Seorang yang sudah mengenal Allah
dan beriman kepada-Nya diberi janji oleh Allah bahwa Ia tidak akan
meninggalkannya. Dari ayat ini, kita belajar bahwa ada hak dan kewajiban bagi
mereka yang mengenal/mengikut-Nya. Kewajibannya yaitu beriman kepada-Nya dan
haknya adalah Allah tak akan pernah meninggalkannya. Kedua hal ini saling
berkaitan dan tidak bisa dipisahkan.
 
2.           Mazmur 13
Teks lain yang akan kita
renungkan bersama tentang “iman” adalah Mazmur 13. Mazmur ini ditulis oleh Daud
ketika ia mengalami kekuatiran dan dikejar-kejar musuh (ay. 3). Ia meminta
Allah untuk menjawab permohonannya agar musuh tidak menghinanya karena telah
berhasil mengalahkan Daud yang diurapi Allah (ay. 4-5). Permohonan ini
dilanjutkan dengan seruan iman Daud, “Tetapi
aku, kepada kasih setia-Mu aku percaya, hatiku bersorak-sorak karena
penyelamatan-Mu. Aku mau menyanyi untuk TUHAN, karena Ia telah berbuat baik
kepadaku.” (ay. 6) Kata Ibrani untuk kata “percaya” di ayat ini menggunakan
kata dasar Ibranib†Hyang artinya trust (lihat penjelasan sebelumnya).

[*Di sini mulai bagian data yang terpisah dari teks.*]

mod common;

use axum::http::{Method, StatusCode};
use common::TestServer;
use serde_json::json;

#[tokio::test]
async fn health_is_public() {
    let server = TestServer::new();
    let (status, body) = server.request(Method::GET, "/health", None, None).await;
    assert_eq!(status, StatusCode::OK);
    assert_eq!(body["status"], "ok");
}

#[tokio::test]
async fn protected_routes_require_a_bearer_token() {
    let server = TestServer::new();

    let (status, body) = server.request(Method::GET, "/sessions", None, None).await;
    assert_eq!(status, StatusCode::UNAUTHORIZED);
    assert_eq!(body["code"], "unauthenticated");

    let (status, _) = server.get("/me", "not-a-token").await;
    assert_eq!(status, StatusCode::UNAUTHORIZED);
}

#[tokio::test]
async fn signup_login_and_me() {
    let server = TestServer::new();

    let (status, body) = server
        .request(
            Method::POST,
            "/auth/signup",
            None,
            Some(json!({ "name": "Ana", "email": "ana@neurocom.test", "password": "s3nha" })),
        )
        .await;
    assert_eq!(status, StatusCode::CREATED);
    assert_eq!(body["user"]["tier"], "free");
    assert!(body["token"].as_str().is_some());

    let (status, body) = server
        .request(
            Method::POST,
            "/auth/login",
            None,
            Some(json!({ "email": "ana@neurocom.test", "password": "s3nha" })),
        )
        .await;
    assert_eq!(status, StatusCode::OK);
    let token = body["token"].as_str().unwrap().to_string();

    let (status, body) = server.get("/me", &token).await;
    assert_eq!(status, StatusCode::OK);
    assert_eq!(body["user"]["email"], "ana@neurocom.test");
    assert_eq!(body["user"]["messages_sent_this_month"], 0);
}

#[tokio::test]
async fn wrong_password_and_duplicate_email_are_refused() {
    let server = TestServer::new();
    let signup = json!({ "email": "bia@neurocom.test", "password": "certa" });

    let (status, _) = server
        .request(Method::POST, "/auth/signup", None, Some(signup.clone()))
        .await;
    assert_eq!(status, StatusCode::CREATED);

    let (status, body) = server
        .request(Method::POST, "/auth/signup", None, Some(signup))
        .await;
    assert_eq!(status, StatusCode::CONFLICT);
    assert_eq!(body["code"], "conflict");

    let (status, body) = server
        .request(
            Method::POST,
            "/auth/login",
            None,
            Some(json!({ "email": "bia@neurocom.test", "password": "errada" })),
        )
        .await;
    assert_eq!(status, StatusCode::UNAUTHORIZED);
    assert_eq!(body["erro"], "Credenciais inválidas");
}

#[tokio::test]
async fn token_for_a_deleted_account_is_user_not_found() {
    let server = TestServer::new();
    let token = server
        .state
        .jwt
        .issue(uuid::Uuid::new_v4(), "fantasma@neurocom.test")
        .unwrap();

    let (status, body) = server.get("/me", &token).await;
    assert_eq!(status, StatusCode::NOT_FOUND);
    assert_eq!(body["code"], "user_not_found");

    let (status, _) = server.post("/schedule", &token, json!({})).await;
    assert_eq!(status, StatusCode::NOT_FOUND);
}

Meskipun ia belum melihat reaksi Allah terhadap permohonannya, Daud tetap
beriman kepada kasih setia-Nya bahkan ia bersukacita di dalam keselamatan yang
Ia berikan kepadanya. Bahkan ia memuji Tuhan karena Ia telah berbuat baik
kepadanya. Perhatikan dan renungkan iman Daud. Sebagai manusia, ia tetap
memohon kepada Allah di dalam doa agar Ia melepaskan musuh-musuhnya, namun di
dalam penglihatan rohaninya, ia tetap beriman pada Allah yang baik. Di sini,
kita belajar bahwa Daud beriman pada Allah yang baik meskipun kondisinya sedang
tidak baik. Berarti iman menerobos realitas. Iman pada Allah melihat Allah di
atas semua realitas, sehingga melalui iman, Daud dan kita juga melihat jalan
keluar atas semua realitas yang sulit dari perspektif kedaulatan Allah yang
terkadang susah dimengerti. Iman Daud ini diungkapkannya sendiri di dalam
Mazmur 26:1, “…kepada TUHAN aku percaya
dengan tidak ragu-ragu” dan juga di dalam Mazmur 56:5, “kepada Allah, yang 
firman-Nya kupuji,
kepada Allah aku percaya, aku tidak takut. Apakah yang dapat dilakukan manusia
terhadap aku?”
 
3.           Mazmur 84
Perikop lain yang akan kita
renungkan bersama diambil dari Mazmur 84. Mazmur yang merupakan mazmur bani
Korah ini mengajar kita tentang kerinduan umat-Nya berada di dalam kediaman
Allah. Hal ini diungkapkan dengan jelas di beberapa ayat, misalnya: ayat 3, 5,
11, dan diakhiri dengan pengakuan dahsyat di ayat 12-13,
12Sebab TUHAN Allah adalah matahari dan perisai; kasih dan kemuliaan Ia
berikan; Ia tidak menahan kebaikan dari orang yang hidup tidak bercela.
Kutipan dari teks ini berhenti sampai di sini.